Тут описана встреча артистов театра “Современник” и посетителей Клуба московских бизнесменов на заре Перестройки, в 1992 году. Опьяневшие от открывшихся “возможностей” хозяева угощают (ананасами в шампанском) опьяневших от дармового угощения гостей — любимцев публики.

Со стороны элиты финансовой следует великодушное приглашение в таком стиле:

— Можно вместе и на Флориду слетать. А? Погреться на солнышке-то? Подзагоришь, посвежеешь…

Со стороны элиты культурной отказа нет:

— Дорогие, милые, хорошие бизнесмены! Вы — наша надежда, вы — наша гордость! Помогите нам! Посмотрите на нас! Мы умные, мы талантливые, мы добрые, очень красивые! Помогите нам! Нам так хочется работать! Мы столько можем! Я мечтаю сыграть в фильме по роману Достоевского! У нас есть блестящие сценарии, замечательные идеи! Помогите нам! Посмотрите на нас! Слушайте, надо же держаться вместе! Отчего вы не хотите нам помочь?

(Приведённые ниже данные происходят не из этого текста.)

use std::path::PathBuf;

use anyhow::Result;
use serde::{Deserialize, Serialize};
use serde_json::Value;
use site_order_core::{
    Collection, OrderError, OrderReport, OrderedRecord, RankAssignment, RecordId,
};
use site_order_store_sqlite::SqliteStore;
pub use site_order_store_sqlite::{IntegrityReport, SchemaStatus};

pub const API_CONTRACT_VERSION: &str = "api.v1";
pub const IDS_REQUIRED_MESSAGE: &str = "ids array is required";
pub const BOTH_IDS_REQUIRED_MESSAGE: &str = "Both id1 and id2 are required";

#[derive(Debug, Clone, Serialize, Deserialize, PartialEq, Eq)]
pub struct MigrateResult {
    pub dry_run: bool,
    pub current_version: i64,
    pub target_version: i64,
    pub would_apply_versions: Vec<i64>,
    pub inferred_from_legacy: bool,
    pub after_version: Option<i64>,
    pub up_to_date: Option<bool>,
}

#[derive(Debug, Clone, Serialize, Deserialize, PartialEq, Eq)]
pub struct ReindexRequest {
    pub ids: Vec<RecordId>,
}

impl ReindexRequest {
    /// Shape-check a raw `{ "ids": [...] }` body.
    ///
    /// # Errors
    /// Returns [`OrderError::InvalidRequest`] when `ids` is absent or not an array,
    /// or when any element is not a non-zero integer.
    pub fn from_json(body: &Value) -> Result<Self, OrderError> {
        let Some(raw_ids) = body.get("ids").and_then(Value::as_array) else {
            return Err(OrderError::InvalidRequest(IDS_REQUIRED_MESSAGE.to_string()));
        };

        let ids = raw_ids
            .iter()
            .map(|value| {
                RecordId::from_json(value).ok_or_else(|| {
                    OrderError::InvalidRequest(format!(
                        "ids MUST contain only non-zero integer ids; got {value}"
                    ))
                })
            })
            .collect::<Result<Vec<_>, _>>()?;

        Ok(Self { ids })
    }
}

#[derive(Debug, Clone, Copy, Serialize, Deserialize, PartialEq, Eq)]
pub struct SwapRequest {
    pub id1: RecordId,
    pub id2: RecordId,
}

impl SwapRequest {
    /// Shape-check a raw `{ "id1": n, "id2": n }` body. `0`, `null`, absent and
    /// non-integer values all count as missing.
    ///
    /// # Errors
    /// Returns [`OrderError::InvalidRequest`] when either id is missing.
    pub fn from_json(body: &Value) -> Result<Self, OrderError> {
        let id1 = body.get("id1").and_then(RecordId::from_json);
        let id2 = body.get("id2").and_then(RecordId::from_json);
        match (id1, id2) {
            (Some(id1), Some(id2)) => Ok(Self { id1, id2 }),
            _ => Err(OrderError::InvalidRequest(BOTH_IDS_REQUIRED_MESSAGE.to_string())),
        }
    }
}

#[derive(Debug, Clone, Serialize, Deserialize, PartialEq, Eq)]
pub struct CreateRecordRequest {
    pub title: String,
}

#[derive(Debug, Clone, Serialize, Deserialize, PartialEq, Eq)]
pub struct ReorderOutcome {
    pub collection: Collection,
    pub changed: Vec<RankAssignment>,
}

/// Recover the domain error carried by an api error, if any.
#[must_use]
pub fn order_error(err: &anyhow::Error) -> Option<&OrderError> {
    err.downcast_ref::<OrderError>()
}

#[derive(Debug, Clone)]
pub struct SiteOrderApi {
    db_path: PathBuf,
}

impl SiteOrderApi {
    #[must_use]
    pub fn new(db_path: PathBuf) -> Self {
        Self { db_path }
    }

    fn open_store(&self) -> Result<SqliteStore> {
        SqliteStore::open(&self.db_path)
    }

    fn open_migrated_store(&self) -> Result<SqliteStore> {
        let mut store = self.open_store()?;
        store.migrate()?;
        Ok(store)
    }

    /// Inspect schema status without mutating data.
    ///
    /// # Errors
    /// Returns an error when the `SQLite` database cannot be opened or queried.
    pub fn schema_status(&self) -> Result<SchemaStatus> {
        let store = self.open_store()?;
        store.schema_status()
    }

    /// Apply pending migrations, or return planned versions for dry-run mode.
    ///
    /// # Errors
    /// Returns an error when migration planning or execution fails.
    pub fn migrate(&self, dry_run: bool) -> Result<MigrateResult> {
        let mut store = self.open_store()?;
        let before = store.schema_status()?;
        if dry_run {
            return Ok(MigrateResult {
                dry_run: true,
                current_version: before.current_version,
                target_version: before.target_version,
                would_apply_versions: before.pending_versions,
                inferred_from_legacy: before.inferred_from_legacy,
                after_version: None,
                up_to_date: None,
            });
        }

        let planned_versions = before.pending_versions;
        store.migrate()?;
        let after = store.schema_status()?;
        Ok(MigrateResult {
            dry_run: false,
            current_version: before.current_version,
            target_version: before.target_version,
            would_apply_versions: planned_versions,
            inferred_from_legacy: before.inferred_from_legacy,
            after_version: Some(after.current_version),
            up_to_date: Some(after.pending_versions.is_empty()),
        })
    }

    /// Append a record to the end of `collection`.
    ///
    /// # Errors
    /// Returns an error when the title is invalid or persistence fails.
    pub fn create_record(
        &self,
        collection: Collection,
        input: &CreateRecordRequest,
    ) -> Result<OrderedRecord> {
        let mut store = self.open_migrated_store()?;
        store.create_record(collection, &input.title)
    }

    /// # Errors
    /// Returns an error when the store cannot be opened or read.
    pub fn list_records(&self, collection: Collection) -> Result<Vec<OrderedRecord>> {
        let store = self.open_migrated_store()?;
        store.list_records(collection)
    }

    /// Delete one record, leaving a rank gap behind. Returns `false` when no such
    /// record exists.
    ///
    /// # Errors
    /// Returns an error when the delete fails.
    pub fn delete_record(&self, collection: Collection, id: RecordId) -> Result<bool> {
        let mut store = self.open_migrated_store()?;
        store.delete_record(collection, id)
    }

    /// Renumber `collection` from the supplied full permutation of its ids.
    ///
    /// # Errors
    /// Returns [`OrderError::InvalidRequest`] (inside the `anyhow` error) when the
    /// ids are not exactly the collection's membership; any other error is a
    /// persistence failure.
    pub fn reindex(&self, collection: Collection, input: &ReindexRequest) -> Result<ReorderOutcome> {
        let mut store = self.open_migrated_store()?;
        let changed = store.reindex(collection, &input.ids)?;
        Ok(ReorderOutcome { collection, changed })
    }

    /// Exchange the ranks of two records.
    ///
    /// # Errors
    /// Returns an error when either record is absent or persistence fails.
    pub fn swap(&self, collection: Collection, input: SwapRequest) -> Result<ReorderOutcome> {
        let mut store = self.open_migrated_store()?;
        let changed = store.swap_ranks(collection, input.id1, input.id2)?;
        Ok(ReorderOutcome { collection, changed })
    }

    /// # Errors
    /// Returns an error when reading or writing ranks fails.
    pub fn compact(&self, collection: Collection) -> Result<ReorderOutcome> {
        let mut store = self.open_migrated_store()?;
        let changed = store.compact(collection)?;
        Ok(ReorderOutcome { collection, changed })
    }

    /// # Errors
    /// Returns an error when ranks cannot be read.
    pub fn order_report(&self, collection: Collection) -> Result<OrderReport> {
        let store = self.open_migrated_store()?;
        store.order_report(collection)
    }

    /// # Errors
    /// Returns an error when any integrity query fails.
    pub fn integrity_check(&self) -> Result<IntegrityReport> {
        let store = self.open_store()?;
        store.integrity_check()
    }
}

Все это сошло бы за нормальную меткую зарисовку нравов, если бы не мощная метафорическая инерция, пронизывающая весь цикл рассказов Муравьевой. Это не просто фуршет с капустником. Это — брачный проект, моделируемый по художественным законам метафоры, — союз, на который жених соглашается из честолюбия, смешанного с жалостью, а невеста — из расчета, смешанного с артистично-скрытым презрением неимущей элиты к денежным мешкам.

Можно сказать, что, с одной стороны, тут топырится неукротимая естественность, с другой же стороны — растопыривается неистребимая человечность.

Эх, Маркса на них нету…

Но есть Ирина Муравьева, с ее женской проницательностью и мужским поставом пера.